**** RECORDS FOR THE TASK ****

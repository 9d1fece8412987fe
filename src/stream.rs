//! Streaming encryption and decryption pipelines
//!
//! Both directions work on one chunk at a time, so memory use is bounded
//! by `CHUNK_SIZE` regardless of how large the input is. The caller may
//! abort between chunks simply by dropping the pipeline.

use std::io::{Read, Write};

use tracing::{debug, warn};
use zeroize::Zeroizing;

use crate::cipher::{NONCE_LEN, StreamOpener, StreamSealer, generate_nonce};
use crate::container::{
    CHUNK_SIZE, HEADER_LEN, Header, TAG_LEN, chunk_count_for_len, read_header_from, read_up_to,
    write_header,
};
use crate::error::{ErrorCategory, ErrorKind, MencError, Result};
use crate::kdf::{SALT_LEN, derive_key, generate_salt, iterations_for_version};

#[derive(Debug, Clone, Copy, PartialEq, Eq)]
pub enum EncryptState {
    Idle,
    HeaderWritten,
    Streaming,
    Finalized,
}

#[derive(Debug, Clone, Copy, PartialEq, Eq)]
pub enum DecryptState {
    Idle,
    HeaderRead,
    Streaming,
    Verified,
    Rejected,
}

/// Writes a container one chunk at a time.
///
/// The plaintext length must be known up front because the chunk count is
/// part of the header.
pub struct Encryptor<W: Write> {
    writer: W,
    header: Header,
    header_bytes: [u8; HEADER_LEN],
    sealer: Option<StreamSealer>,
    state: EncryptState,
    next_index: u32,
}

impl<W: Write> Encryptor<W> {
    /// Derives the key under a fresh random salt and nonce.
    pub fn new(writer: W, passphrase: &[u8], plaintext_len: u64) -> Result<Self> {
        Self::with_salt_and_nonce(
            writer,
            passphrase,
            plaintext_len,
            generate_salt(),
            generate_nonce(),
        )
    }

    /// Like `new`, but with caller-provided salt and nonce.
    ///
    /// This function is ONLY for testing purposes to generate deterministic output.
    /// NEVER use this in production - always use `new()` which generates random salt/nonce.
    pub fn with_salt_and_nonce(
        writer: W,
        passphrase: &[u8],
        plaintext_len: u64,
        salt: [u8; SALT_LEN],
        nonce: [u8; NONCE_LEN],
    ) -> Result<Self> {
        let chunk_count = chunk_count_for_len(plaintext_len)?;
        let header = Header::new(salt, nonce, chunk_count);
        let header_bytes = write_header(&header);
        let key = derive_key(passphrase, &salt, iterations_for_version(header.version)?)?;
        let sealer = StreamSealer::new(key, nonce, &header_bytes)?;

        Ok(Self {
            writer,
            header,
            header_bytes,
            sealer: Some(sealer),
            state: EncryptState::Idle,
            next_index: 0,
        })
    }

    pub fn state(&self) -> EncryptState {
        self.state
    }

    pub fn header(&self) -> &Header {
        &self.header
    }

    pub fn write_header(&mut self) -> Result<()> {
        if self.state != EncryptState::Idle {
            return Err(MencError::invariant(format!(
                "cannot write header in state {:?}",
                self.state
            )));
        }
        self.writer
            .write_all(&self.header_bytes)
            .map_err(|e| MencError::io(e, "failed to write container header"))?;
        self.state = EncryptState::HeaderWritten;
        debug!(
            chunk_count = self.header.chunk_count,
            "container header written"
        );
        Ok(())
    }

    /// Encrypt `chunk` in place and append it to the container.
    ///
    /// Every chunk but the last must be exactly `CHUNK_SIZE` bytes.
    pub fn write_chunk(&mut self, chunk: &mut [u8]) -> Result<()> {
        if !matches!(
            self.state,
            EncryptState::HeaderWritten | EncryptState::Streaming
        ) {
            return Err(MencError::invariant(format!(
                "cannot write chunk in state {:?}",
                self.state
            )));
        }
        if self.next_index >= self.header.chunk_count {
            return Err(MencError::invalid_parameters(format!(
                "header announced {} chunks; refusing to write more",
                self.header.chunk_count
            )));
        }
        if !self.header.is_last_chunk(self.next_index) && chunk.len() != CHUNK_SIZE {
            return Err(MencError::invalid_parameters(format!(
                "chunk {} is {} bytes; only the final chunk may be shorter than {}",
                self.next_index,
                chunk.len(),
                CHUNK_SIZE
            )));
        }

        let sealer = self
            .sealer
            .as_mut()
            .ok_or_else(|| MencError::invariant("cipher state missing while streaming"))?;
        sealer.encrypt_chunk(self.next_index, chunk)?;
        self.writer
            .write_all(chunk)
            .map_err(|e| MencError::io(e, format!("failed to write chunk {}", self.next_index)))?;

        self.next_index += 1;
        self.state = EncryptState::Streaming;
        Ok(())
    }

    /// Append the tag once every announced chunk has been written.
    pub fn finalize(&mut self) -> Result<()> {
        if !matches!(
            self.state,
            EncryptState::HeaderWritten | EncryptState::Streaming
        ) {
            return Err(MencError::invariant(format!(
                "cannot finalize in state {:?}",
                self.state
            )));
        }
        if self.next_index != self.header.chunk_count {
            return Err(MencError::invalid_parameters(format!(
                "only {} of {} announced chunks were written",
                self.next_index, self.header.chunk_count
            )));
        }

        let sealer = self
            .sealer
            .take()
            .ok_or_else(|| MencError::invariant("cipher state missing at finalization"))?;
        let tag = sealer.finish();
        self.writer
            .write_all(&tag)
            .map_err(|e| MencError::io(e, "failed to write authentication tag"))?;
        self.writer
            .flush()
            .map_err(|e| MencError::io(e, "failed to flush container"))?;

        self.state = EncryptState::Finalized;
        debug!(chunk_count = self.header.chunk_count, "container finalized");
        Ok(())
    }

    pub fn into_inner(self) -> W {
        self.writer
    }
}

/// Reads and authenticates a container one chunk at a time.
///
/// Chunks handed out before the state reaches `Verified` are unauthenticated;
/// a caller that persists them must be prepared to discard them.
pub struct Decryptor<R: Read> {
    reader: R,
    header: Option<Header>,
    opener: Option<StreamOpener>,
    state: DecryptState,
    next_index: u32,
    buf: Zeroizing<Vec<u8>>,
}

impl<R: Read> Decryptor<R> {
    pub fn new(reader: R) -> Self {
        Self {
            reader,
            header: None,
            opener: None,
            state: DecryptState::Idle,
            next_index: 0,
            // Room for a full final chunk, the tag, and one probe byte to
            // detect trailing data.
            buf: Zeroizing::new(vec![0u8; CHUNK_SIZE + TAG_LEN + 1]),
        }
    }

    pub fn state(&self) -> DecryptState {
        self.state
    }

    pub fn header(&self) -> Option<&Header> {
        self.header.as_ref()
    }

    /// Parse the header and derive the key from `passphrase`.
    pub fn read_header(&mut self, passphrase: &[u8]) -> Result<Header> {
        if self.state != DecryptState::Idle {
            return Err(MencError::invariant(format!(
                "cannot read header in state {:?}",
                self.state
            )));
        }

        match self.open(passphrase) {
            Ok((header, opener)) => {
                debug!(
                    version = header.version,
                    chunk_count = header.chunk_count,
                    "container header read"
                );
                self.header = Some(header);
                self.opener = Some(opener);
                self.state = DecryptState::HeaderRead;
                Ok(header)
            }
            Err(e) => {
                self.state = DecryptState::Rejected;
                Err(e)
            }
        }
    }

    fn open(&mut self, passphrase: &[u8]) -> Result<(Header, StreamOpener)> {
        let (raw, header) = read_header_from(&mut self.reader)?;
        let iterations = iterations_for_version(header.version)?;
        let key = derive_key(passphrase, &header.salt, iterations)?;
        let opener = StreamOpener::new(key, header.nonce, &raw)?;
        Ok((header, opener))
    }

    /// Decrypt the next chunk.
    ///
    /// The final chunk is only returned after the tag has been verified.
    /// Returns `Ok(None)` once the whole container has been verified.
    pub fn next_chunk(&mut self) -> Result<Option<&[u8]>> {
        match self.state {
            DecryptState::HeaderRead | DecryptState::Streaming => {}
            DecryptState::Verified => return Ok(None),
            other => {
                return Err(MencError::invariant(format!(
                    "cannot read chunk in state {:?}",
                    other
                )));
            }
        }

        match self.step() {
            Ok(Some(len)) => Ok(Some(&self.buf[..len])),
            Ok(None) => Ok(None),
            Err(e) => {
                if e.kind == ErrorKind::AuthenticationFailed {
                    warn!(
                        chunks_read = self.next_index,
                        "container failed authentication"
                    );
                }
                self.state = DecryptState::Rejected;
                Err(e)
            }
        }
    }

    fn step(&mut self) -> Result<Option<usize>> {
        let header = self
            .header
            .ok_or_else(|| MencError::invariant("header missing while streaming"))?;

        if header.chunk_count == 0 {
            let n = read_up_to(&mut self.reader, &mut self.buf[..TAG_LEN + 1])
                .map_err(|e| MencError::io(e, "failed to read authentication tag"))?;
            check_tail_len(n, TAG_LEN, TAG_LEN)?;
            self.verify_tag(0..n)?;
            return Ok(None);
        }

        let index = self.next_index;
        let len = if header.is_last_chunk(index) {
            let n = read_up_to(&mut self.reader, &mut self.buf[..])
                .map_err(|e| MencError::io(e, format!("failed to read chunk {}", index)))?;
            check_tail_len(n, TAG_LEN + 1, CHUNK_SIZE + TAG_LEN)?;
            let len = n - TAG_LEN;
            self.decrypt_in_place(index, len)?;
            self.verify_tag(len..n)?;
            len
        } else {
            self.reader
                .read_exact(&mut self.buf[..CHUNK_SIZE])
                .map_err(|e| {
                    MencError::from_container_io(
                        e,
                        format!("input likely truncated while reading chunk {}", index),
                    )
                })?;
            self.decrypt_in_place(index, CHUNK_SIZE)?;
            self.state = DecryptState::Streaming;
            CHUNK_SIZE
        };

        self.next_index += 1;
        Ok(Some(len))
    }

    fn decrypt_in_place(&mut self, index: u32, len: usize) -> Result<()> {
        let opener = self
            .opener
            .as_mut()
            .ok_or_else(|| MencError::invariant("cipher state missing while streaming"))?;
        opener.decrypt_chunk(index, &mut self.buf[..len])
    }

    fn verify_tag(&mut self, range: std::ops::Range<usize>) -> Result<()> {
        let opener = self
            .opener
            .take()
            .ok_or_else(|| MencError::invariant("cipher state missing at verification"))?;
        opener.verify(&self.buf[range])?;
        self.state = DecryptState::Verified;
        debug!("container verified");
        Ok(())
    }
}

/// Validate the size of the final read against what the header announced.
fn check_tail_len(n: usize, min: usize, max: usize) -> Result<()> {
    if n < min {
        return Err(MencError::malformed(
            "input likely truncated while reading final chunk and tag",
        ));
    }
    if n > max {
        return Err(MencError::malformed(
            "invalid input: unexpected data after authentication tag",
        ));
    }
    Ok(())
}

/// Encrypt `plaintext_len` bytes from `reader` into a container on `writer`.
pub fn encrypt_stream<R: Read, W: Write>(
    reader: R,
    writer: W,
    passphrase: &[u8],
    plaintext_len: u64,
) -> Result<()> {
    let encryptor = Encryptor::new(writer, passphrase, plaintext_len)?;
    drive_encryption(reader, encryptor, plaintext_len)
}

/// Encrypt with caller-provided salt and nonce.
///
/// This function is ONLY for testing purposes to generate deterministic output.
/// NEVER use this in production - always use `encrypt_stream()`.
pub fn encrypt_stream_deterministic<R: Read, W: Write>(
    reader: R,
    writer: W,
    passphrase: &[u8],
    plaintext_len: u64,
    salt: [u8; SALT_LEN],
    nonce: [u8; NONCE_LEN],
) -> Result<()> {
    let encryptor = Encryptor::with_salt_and_nonce(writer, passphrase, plaintext_len, salt, nonce)?;
    drive_encryption(reader, encryptor, plaintext_len)
}

fn drive_encryption<R: Read, W: Write>(
    mut reader: R,
    mut encryptor: Encryptor<W>,
    plaintext_len: u64,
) -> Result<()> {
    encryptor.write_header()?;

    let mut buf = Zeroizing::new(vec![0u8; CHUNK_SIZE]);
    let mut remaining = plaintext_len;
    while remaining > 0 {
        let want = remaining.min(CHUNK_SIZE as u64) as usize;
        let got = read_up_to(&mut reader, &mut buf[..want])
            .map_err(|e| MencError::io(e, "failed to read plaintext"))?;
        if got < want {
            return Err(size_changed(plaintext_len, "fewer"));
        }
        encryptor.write_chunk(&mut buf[..want])?;
        remaining -= want as u64;
    }

    let mut probe = [0u8; 1];
    let extra = read_up_to(&mut reader, &mut probe)
        .map_err(|e| MencError::io(e, "failed to read plaintext"))?;
    if extra != 0 {
        return Err(size_changed(plaintext_len, "more"));
    }

    encryptor.finalize()
}

fn size_changed(expected: u64, direction: &str) -> MencError {
    MencError::new(
        ErrorCategory::Internal,
        ErrorKind::Io,
        format!(
            "input produced {} than the {} bytes announced; did it change during encryption?",
            direction, expected
        ),
    )
}

/// Decrypt a container from `reader`, writing plaintext to `writer`.
///
/// Plaintext is written as it is decrypted, so on error `writer` may hold
/// unauthenticated data that the caller must discard.
pub fn decrypt_stream<R: Read, W: Write>(
    reader: R,
    mut writer: W,
    passphrase: &[u8],
) -> Result<Header> {
    let mut decryptor = Decryptor::new(reader);
    let header = decryptor.read_header(passphrase)?;
    while let Some(plaintext) = decryptor.next_chunk()? {
        writer
            .write_all(plaintext)
            .map_err(|e| MencError::io(e, "failed to write plaintext"))?;
    }
    writer
        .flush()
        .map_err(|e| MencError::io(e, "failed to flush plaintext"))?;
    Ok(header)
}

****

◆ BRIEF
All lines in the preceding records that hold the word "production" need to be copied.

◆ EXERCISE SOLUTION
    /// NEVER use this in production - always use `new()` which generates random salt/nonce.
/// NEVER use this in production - always use `encrypt_stream()`.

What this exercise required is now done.